By $(\mathrm{T}4)$ we have that $\mathrm{M}\models \mathrm{u}\sqsubseteq \tau (\mathrm{u},\mathrm{v})$ . And from hypothesis $\mathrm{M}\models \tau (\mathrm{u},\mathrm{v})\sqsubseteq \mathrm{y}$ and $\mathrm{M}\models \mathrm{y}\sqsubseteq \mathrm{u}$ we obtain $\mathrm{M}\models \tau (\mathrm{u},\mathrm{v})\sqsubseteq \mathrm{u}$ . Then $\mathrm{M}\models \mathrm{u}=\tau (\mathrm{u},\mathrm{v})$ follows from hypothesis $\mathrm{M}\models \mathrm{J}(\mathrm{u})$ . But this is a contradiction since also $\mathrm{M}\models {\mathrm{I}}_{8.2(\mathrm{b})}(\mathrm{u})$ . Hence $\mathrm{M}\models \mathrm{y}\sqsubseteq \mathrm{u}$ is ruled out.
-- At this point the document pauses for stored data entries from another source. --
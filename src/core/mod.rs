//! core/mod.rs
//!
//! The brain of the app, with no UI code:
//! - split: find the tag block of one MP3 buffer
//! - order: validate and sequence tracks by (disc, track)
//! - assemble: write the ordered payloads plus the donor tag
//! - tags: id3-backed metadata reader / book retagger (collaborator)
//! - book: the end-to-end pipeline both front ends call
//!
//! Pipeline:
//!   (A) preflight -> (B) read + `order()` -> (C) `assemble_with()` + retag + rename
//!
//! The front ends call `book::*` for the work itself; `library`, `duration` and `tags` only
//! feed the GUI's browser and preview panels.

pub mod assemble;
pub mod book;
pub mod duration;
pub mod error;
pub mod library;
pub mod order;
pub mod split;
pub mod tags;
pub mod types;

pub use book::{BookRequest, BuildEvent, make_book, prepare, write_book};
pub use types::OrderMode;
A completely analogous argument rules out $\mathrm{M}\models \mathrm{y}\sqsubseteq \mathrm{v}$ . Therefore, $\mathrm{M}\models \forall \mathrm{y}\;(\tau (\mathrm{u},\mathrm{v})\sqsubseteq \mathrm{y}\ \&\ \mathrm{y}\sqsubseteq \tau (\mathrm{u},\mathrm{v})\to \tau (\mathrm{u},\mathrm{v})=\mathrm{y})$ , and so $\mathrm{M}\models \mathrm{J}(\tau (\mathrm{u},\mathrm{v}))$ .
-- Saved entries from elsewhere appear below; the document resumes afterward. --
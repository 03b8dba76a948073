//! View constants (layout/sizing).

pub(crate) const NAVBAR_H: f32 = 48.0;

pub(crate) const FILES_W: f32 = 320.0;
pub(crate) const BUTTONS_W: f32 = 200.0;

pub(crate) const JPEG_LIST_H: f32 = 120.0;
pub(crate) const MESSAGES_H: f32 = 140.0;

// list sizing
pub(crate) const HEADER_TEXT: f32 = 16.0;
pub(crate) const ROW_TEXT: f32 = 14.0;
pub(crate) const SMALL_TEXT: f32 = 12.0;

pub(crate) const ROW_H: f32 = 24.0;
pub(crate) const ROW_VPAD: f32 = 2.0;
pub(crate) const ROW_HPAD: f32 = 8.0;
pub(crate) const LIST_SPACING: f32 = 1.0;

pub(crate) const COVER_BIG: f32 = 220.0;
(e) Let $\mathrm{J}(\mathrm{x})\equiv {\mathrm{I}}_{8.2(\mathrm{d})}(\mathrm{x})\ \&\ \forall \mathrm{u},\mathrm{v}\;(\mathrm{x}\sqsubseteq \mathrm{u}\;\mathrm{v}\;\mathrm{x}\sqsubseteq \mathrm{v}\to \mathrm{x}\ne \tau (\mathrm{u},\mathrm{v}))$ . We have $\mathrm{M}\models \mathrm{J}(0)$ by $(\mathrm{T}1)$ . Assume $\mathrm{M}\models \mathrm{J}(\mathrm{y})\ \&\ \mathrm{J}(\mathrm{z})$ and consider $\mathrm{x}=\tau (\mathrm{y},\mathrm{z})$ . Suppose, for a reductio, that $\mathrm{M}\models \tau (\mathrm{y},\mathrm{z})\sqsubseteq \mathrm{u}\ \&\ \tau (\mathrm{y},\mathrm{z})=\tau (\mathrm{u},\mathrm{v})$ . Then $\mathrm{M}\models \mathrm{y}=\mathrm{u}\ \&\ \mathrm{z}=\mathrm{v}$ by $(\mathrm{T}2)$ ; hence $\mathrm{M}\models \mathrm{J}(\mathrm{u})$ , whence $\mathrm{M}\models {\mathrm{I}}_{\mathrm{REF}\sqsubseteq}(\mathrm{u})$ . By $(\mathrm{T}4)$ then $\mathrm{M}\models \mathrm{u}\sqsubseteq \tau (\mathrm{u},\mathrm{v})$ . On the other hand, also $\mathrm{M}\models \tau (\mathrm{u},\mathrm{v})\sqsubseteq \mathrm{u}$ . Hence, again from $\mathrm{M}\models \mathrm{J}(\mathrm{u})$ , we obtain $\mathrm{M}\models \mathrm{u}=\tau (\mathrm{u},\mathrm{v})$ . But this contradicts $\mathrm{M}\models \mathrm{J}(\mathrm{u})$ . Thus, $\mathrm{M}\models \tau (\mathrm{y},\mathrm{z})\sqsubseteq \mathrm{u}\to \tau (\mathrm{y},\mathrm{z})\ne \tau (\mathrm{u},\mathrm{v})$ . Exactly analogously we derive $\mathrm{M}\models \tau (\mathrm{y},\mathrm{z})\sqsubseteq \mathrm{v}\to \tau (\mathrm{y},\mathrm{z})\ne \tau (\mathrm{u},\mathrm{v})$ . Therefore,

$$\begin{align*}\mathrm{M}\models \forall \mathrm{u},\mathrm{v}\;(\tau (\mathrm{y},\mathrm{z})\sqsubseteq \mathrm{u}\;\mathrm{v}\;\tau (\mathrm{y},\mathrm{z})\sqsubseteq \mathrm{v}\to \tau (\mathrm{y},\mathrm{z})\ne \tau (\mathrm{u},\mathrm{v})),\end{align*}$$

which suffices to show that $\mathrm{J}$ is a tree form.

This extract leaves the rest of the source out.